• _Exercise instructions_: Which lines below contain "points"? Copy every one of them.

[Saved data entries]
----

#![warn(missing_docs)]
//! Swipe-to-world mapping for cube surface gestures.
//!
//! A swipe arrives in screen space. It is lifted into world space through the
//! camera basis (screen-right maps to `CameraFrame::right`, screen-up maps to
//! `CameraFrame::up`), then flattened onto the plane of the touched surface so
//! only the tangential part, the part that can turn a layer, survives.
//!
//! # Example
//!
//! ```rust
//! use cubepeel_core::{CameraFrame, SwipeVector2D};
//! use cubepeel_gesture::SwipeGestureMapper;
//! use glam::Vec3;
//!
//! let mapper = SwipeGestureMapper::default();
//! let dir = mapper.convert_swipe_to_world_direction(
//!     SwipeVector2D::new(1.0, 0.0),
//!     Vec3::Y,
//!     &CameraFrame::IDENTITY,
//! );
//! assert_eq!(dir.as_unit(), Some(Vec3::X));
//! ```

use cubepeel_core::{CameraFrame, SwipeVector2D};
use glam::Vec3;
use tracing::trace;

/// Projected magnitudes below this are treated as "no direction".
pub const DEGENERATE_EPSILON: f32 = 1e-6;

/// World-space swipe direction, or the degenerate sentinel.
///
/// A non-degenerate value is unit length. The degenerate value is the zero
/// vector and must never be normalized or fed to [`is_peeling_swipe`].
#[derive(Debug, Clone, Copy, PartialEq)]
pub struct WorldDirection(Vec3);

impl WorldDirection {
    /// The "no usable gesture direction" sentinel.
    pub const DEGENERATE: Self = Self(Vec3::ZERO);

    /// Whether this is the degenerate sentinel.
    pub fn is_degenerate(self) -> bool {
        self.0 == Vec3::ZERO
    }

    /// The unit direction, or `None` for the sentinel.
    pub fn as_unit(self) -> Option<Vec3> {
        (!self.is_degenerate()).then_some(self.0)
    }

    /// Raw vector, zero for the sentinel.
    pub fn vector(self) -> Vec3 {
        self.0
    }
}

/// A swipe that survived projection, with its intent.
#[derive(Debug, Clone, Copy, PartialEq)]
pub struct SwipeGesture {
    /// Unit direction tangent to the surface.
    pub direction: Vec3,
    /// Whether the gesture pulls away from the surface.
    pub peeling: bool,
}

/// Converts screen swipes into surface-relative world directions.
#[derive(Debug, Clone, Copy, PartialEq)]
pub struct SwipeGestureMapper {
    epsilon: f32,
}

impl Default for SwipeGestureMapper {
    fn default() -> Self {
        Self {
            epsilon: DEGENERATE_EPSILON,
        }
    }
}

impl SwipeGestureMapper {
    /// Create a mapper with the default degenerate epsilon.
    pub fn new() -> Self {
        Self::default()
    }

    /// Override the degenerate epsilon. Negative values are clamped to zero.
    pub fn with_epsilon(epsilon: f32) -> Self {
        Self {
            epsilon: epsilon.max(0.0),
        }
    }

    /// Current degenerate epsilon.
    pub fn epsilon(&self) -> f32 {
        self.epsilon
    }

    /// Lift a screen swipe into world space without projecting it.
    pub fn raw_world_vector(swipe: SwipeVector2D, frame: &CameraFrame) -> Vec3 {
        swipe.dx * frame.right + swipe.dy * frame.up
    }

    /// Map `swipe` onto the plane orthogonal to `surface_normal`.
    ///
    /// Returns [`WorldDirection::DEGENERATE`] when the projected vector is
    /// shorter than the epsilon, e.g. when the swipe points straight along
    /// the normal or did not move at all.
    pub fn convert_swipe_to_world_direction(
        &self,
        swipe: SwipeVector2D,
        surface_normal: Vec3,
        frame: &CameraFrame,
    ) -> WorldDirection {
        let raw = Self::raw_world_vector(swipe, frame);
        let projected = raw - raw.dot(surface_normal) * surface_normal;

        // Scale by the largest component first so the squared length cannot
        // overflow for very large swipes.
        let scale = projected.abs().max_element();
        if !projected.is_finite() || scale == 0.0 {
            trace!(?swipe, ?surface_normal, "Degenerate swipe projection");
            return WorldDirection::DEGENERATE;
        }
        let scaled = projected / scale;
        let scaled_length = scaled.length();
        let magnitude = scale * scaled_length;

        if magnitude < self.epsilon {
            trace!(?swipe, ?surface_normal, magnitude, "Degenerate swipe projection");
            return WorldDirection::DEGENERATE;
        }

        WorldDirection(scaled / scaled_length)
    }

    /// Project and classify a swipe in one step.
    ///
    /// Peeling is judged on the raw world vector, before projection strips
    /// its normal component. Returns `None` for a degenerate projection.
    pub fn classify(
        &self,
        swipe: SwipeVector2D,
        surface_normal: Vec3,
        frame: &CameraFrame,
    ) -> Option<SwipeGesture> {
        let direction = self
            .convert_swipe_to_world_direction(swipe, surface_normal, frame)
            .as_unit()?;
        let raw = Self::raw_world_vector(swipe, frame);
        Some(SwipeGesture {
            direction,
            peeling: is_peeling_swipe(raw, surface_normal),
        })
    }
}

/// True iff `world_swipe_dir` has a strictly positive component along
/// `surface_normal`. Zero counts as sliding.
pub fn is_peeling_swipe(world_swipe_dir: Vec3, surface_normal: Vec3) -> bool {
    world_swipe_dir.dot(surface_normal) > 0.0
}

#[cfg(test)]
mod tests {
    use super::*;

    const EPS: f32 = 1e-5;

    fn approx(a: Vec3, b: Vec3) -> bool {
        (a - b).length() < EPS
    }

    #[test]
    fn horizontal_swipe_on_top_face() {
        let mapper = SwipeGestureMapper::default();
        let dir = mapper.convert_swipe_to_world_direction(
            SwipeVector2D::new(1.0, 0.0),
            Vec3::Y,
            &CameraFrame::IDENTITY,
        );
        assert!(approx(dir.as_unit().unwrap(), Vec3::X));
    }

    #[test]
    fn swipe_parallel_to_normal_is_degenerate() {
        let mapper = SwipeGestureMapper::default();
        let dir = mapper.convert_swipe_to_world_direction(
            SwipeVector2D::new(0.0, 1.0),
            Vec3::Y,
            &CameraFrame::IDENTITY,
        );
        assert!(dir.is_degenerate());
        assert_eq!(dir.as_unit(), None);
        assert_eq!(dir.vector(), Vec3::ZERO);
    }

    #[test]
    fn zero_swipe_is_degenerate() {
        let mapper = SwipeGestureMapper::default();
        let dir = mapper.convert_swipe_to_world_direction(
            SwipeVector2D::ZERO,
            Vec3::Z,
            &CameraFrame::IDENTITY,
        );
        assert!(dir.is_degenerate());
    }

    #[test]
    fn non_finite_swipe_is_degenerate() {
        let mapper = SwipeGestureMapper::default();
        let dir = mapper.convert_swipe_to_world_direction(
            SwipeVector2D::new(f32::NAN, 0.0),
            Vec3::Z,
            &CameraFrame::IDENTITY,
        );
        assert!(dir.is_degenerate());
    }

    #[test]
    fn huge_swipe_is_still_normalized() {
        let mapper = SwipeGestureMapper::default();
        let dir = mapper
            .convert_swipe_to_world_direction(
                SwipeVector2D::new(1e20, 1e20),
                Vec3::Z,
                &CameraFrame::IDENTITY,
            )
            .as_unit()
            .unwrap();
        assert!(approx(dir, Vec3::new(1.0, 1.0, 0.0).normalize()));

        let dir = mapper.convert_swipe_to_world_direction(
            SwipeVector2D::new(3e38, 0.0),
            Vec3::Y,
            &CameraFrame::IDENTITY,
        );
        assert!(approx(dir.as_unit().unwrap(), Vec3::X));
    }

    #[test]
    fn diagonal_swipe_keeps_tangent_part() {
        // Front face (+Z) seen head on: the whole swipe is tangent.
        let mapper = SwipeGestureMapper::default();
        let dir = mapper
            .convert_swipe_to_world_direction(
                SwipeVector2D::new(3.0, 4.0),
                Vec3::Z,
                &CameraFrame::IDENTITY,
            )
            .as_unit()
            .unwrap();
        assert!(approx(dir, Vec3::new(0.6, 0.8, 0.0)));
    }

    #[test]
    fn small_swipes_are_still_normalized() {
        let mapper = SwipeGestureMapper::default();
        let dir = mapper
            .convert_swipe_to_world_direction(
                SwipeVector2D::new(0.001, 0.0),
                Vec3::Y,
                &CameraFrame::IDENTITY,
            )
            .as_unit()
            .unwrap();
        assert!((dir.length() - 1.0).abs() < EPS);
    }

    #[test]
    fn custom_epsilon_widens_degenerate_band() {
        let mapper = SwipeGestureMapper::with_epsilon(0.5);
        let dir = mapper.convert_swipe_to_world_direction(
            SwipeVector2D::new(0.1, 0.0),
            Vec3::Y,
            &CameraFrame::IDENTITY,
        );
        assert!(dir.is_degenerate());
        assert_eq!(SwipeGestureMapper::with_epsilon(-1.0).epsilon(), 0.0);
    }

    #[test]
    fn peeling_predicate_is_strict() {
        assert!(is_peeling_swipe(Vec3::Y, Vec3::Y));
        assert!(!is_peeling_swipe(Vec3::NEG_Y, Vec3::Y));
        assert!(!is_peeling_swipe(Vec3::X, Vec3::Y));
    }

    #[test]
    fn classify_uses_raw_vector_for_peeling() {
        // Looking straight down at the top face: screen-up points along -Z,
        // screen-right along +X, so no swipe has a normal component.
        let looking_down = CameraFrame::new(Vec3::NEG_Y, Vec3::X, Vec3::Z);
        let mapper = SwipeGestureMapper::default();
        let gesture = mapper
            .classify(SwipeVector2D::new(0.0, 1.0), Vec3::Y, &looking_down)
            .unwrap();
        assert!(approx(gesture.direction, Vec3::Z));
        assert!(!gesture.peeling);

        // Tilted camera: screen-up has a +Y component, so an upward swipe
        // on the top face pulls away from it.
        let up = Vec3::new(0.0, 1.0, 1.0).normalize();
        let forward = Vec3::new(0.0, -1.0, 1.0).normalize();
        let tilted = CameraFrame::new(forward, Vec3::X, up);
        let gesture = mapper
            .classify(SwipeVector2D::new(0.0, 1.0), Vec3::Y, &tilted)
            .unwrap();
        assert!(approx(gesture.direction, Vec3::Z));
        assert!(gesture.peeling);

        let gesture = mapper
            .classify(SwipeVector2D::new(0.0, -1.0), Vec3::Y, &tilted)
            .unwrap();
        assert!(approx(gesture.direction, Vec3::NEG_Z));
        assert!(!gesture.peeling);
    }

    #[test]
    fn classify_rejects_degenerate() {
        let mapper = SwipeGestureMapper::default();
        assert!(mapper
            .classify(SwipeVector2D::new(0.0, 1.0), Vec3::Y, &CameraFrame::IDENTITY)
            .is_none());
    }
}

----

• _Answer space_:
    /// shorter than the epsilon, e.g. when the swipe points straight along
        // Looking straight down at the top face: screen-up points along -Z,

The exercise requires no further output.